Ses rêves sont subaquatiques, nageant librement en-deçà de la ligne de flottaison consciente.
Elle veut connaître la suite. Tout le monde veut toujours connaître la suite de l’histoire…jusqu’au jour où il n’y a plus rien qui suit, justement. Oromonde inspire. Récupérer sa peau, elle n’a que ça en tête. Aller jusqu’au bout de ce mystique capharnaüm.

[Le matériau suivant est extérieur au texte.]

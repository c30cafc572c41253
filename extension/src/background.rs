// Background service worker entry points
// All business logic in Rust, JavaScript is just glue to Chrome APIs
// (see static/background.js). Entry points never throw: handler errors are
// logged and the returned promise resolves.

use chrono::Local;
use wasm_bindgen::prelude::*;

use crate::config;
use crate::handlers::{self, Request, TabUpdate};
use crate::services::js::{from_js, to_js};
use crate::services::ChromePlatform;

/// Handle extension installation or update
#[wasm_bindgen]
pub async fn handle_install() {
    handlers::handle_installed(&ChromePlatform, config::current(), &Local::now()).await;
}

/// Handle a fired alarm
#[wasm_bindgen]
pub async fn handle_alarm(name: String) {
    if let Err(e) = handlers::handle_alarm(&ChromePlatform, &name).await {
        log::error!("Failed to handle alarm {}: {:#}", name, e);
    }
}

/// Whether `handle_message` will produce a reply for this request.
/// The listener returns this synchronously to keep `sendResponse` alive.
#[wasm_bindgen]
pub fn expects_response(request: JsValue) -> bool {
    from_js(&request)
        .map(Request::parse)
        .is_ok_and(|request| request.expects_response())
}

/// Handle message from another extension surface.
/// Resolves to the response object, or `undefined` when no reply is due.
#[wasm_bindgen]
pub async fn handle_message(request: JsValue) -> JsValue {
    let request = match from_js(&request) {
        Ok(value) => Request::parse(value),
        Err(e) => {
            log::warn!("Unreadable message: {:#}", e);
            return JsValue::UNDEFINED;
        }
    };

    let response = match handlers::handle_message(&ChromePlatform, request).await {
        Ok(Some(response)) => response,
        Ok(None) => return JsValue::UNDEFINED,
        Err(e) => {
            log::error!("Failed to handle message: {:#}", e);
            return JsValue::UNDEFINED;
        }
    };

    serde_json::to_value(&response)
        .map_err(anyhow::Error::from)
        .and_then(|value| to_js(&value))
        .unwrap_or_else(|e| {
            log::error!("Failed to encode response: {:#}", e);
            JsValue::UNDEFINED
        })
}

/// Handle extension icon click
#[wasm_bindgen]
pub async fn handle_icon_click() {
    if let Err(e) = handlers::open_main_page(&ChromePlatform, &config::current().pages).await {
        log::error!("Failed to open main page: {:#}", e);
    }
}

/// Handle a tab update. `status` is `changeInfo.status`, `url` is `tab.url`.
#[wasm_bindgen]
pub async fn handle_tab_updated(tab_id: i32, status: Option<String>, url: Option<String>) {
    let update = TabUpdate { tab_id, status, url };
    handlers::handle_tab_updated(&ChromePlatform, config::current(), &update).await;
}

Voilà : elle y est. Elle sent la consistance du rêve s’épaissir, son sang se ralentir et la vitesse coaguler en une étoffe souple et fluide, transparente. Des reflets argentés, rayons lumineux cendrés, percent de l’air de l’imprimerie spectrale dans laquelle elle se retrouve.
Elle : c’est une figure, et elle se déplace entre maintenant et ce qui vient après. La nuit passe, le temps passe, le rêve passe. Elle passe.
*** A travers quoi ?
A travers quoi passe la nuit ? ***
Encore une fois, une musique étrange et cassante résonne à ses oreilles, pas la même que la dernière fois pourtant.
Sa peau étincelle presque sur son fil de cristal. Elle est longiligne, étendue, flasque mais pleine de promesses. Elle suggère un monde opaque, une couverture chaleureuse, organique.
Oromonde souhaite la récupérer.
Sa carcasse tient à un murmure, mais aucun son ne sort de ses lèvres. Pour cause : elle en est dénuée. Bêtement, elle tend les bras, tente de la décrocher. Le matériau sous la pulpe de ses doigts est étonnamment doux et lisse. Avec surprise, elle constate, à force de palper sa peau, que les poils et les tâches sanguinolentes en ont été enlevés. Ne reste que le sac rose et douceâtre. Et son corps, lourd de promesses et d’attente, si plein de réalité, est trop transparent pour qu’elle parvienne à s’en saisir… : à force de discrétion, Oromonde est devenue intangible.
Elle remarque que le derme a été raclé et désinfecté, une procédure à laquelle elle n’est pas étrangère pour l’avoir souvent pratiqué.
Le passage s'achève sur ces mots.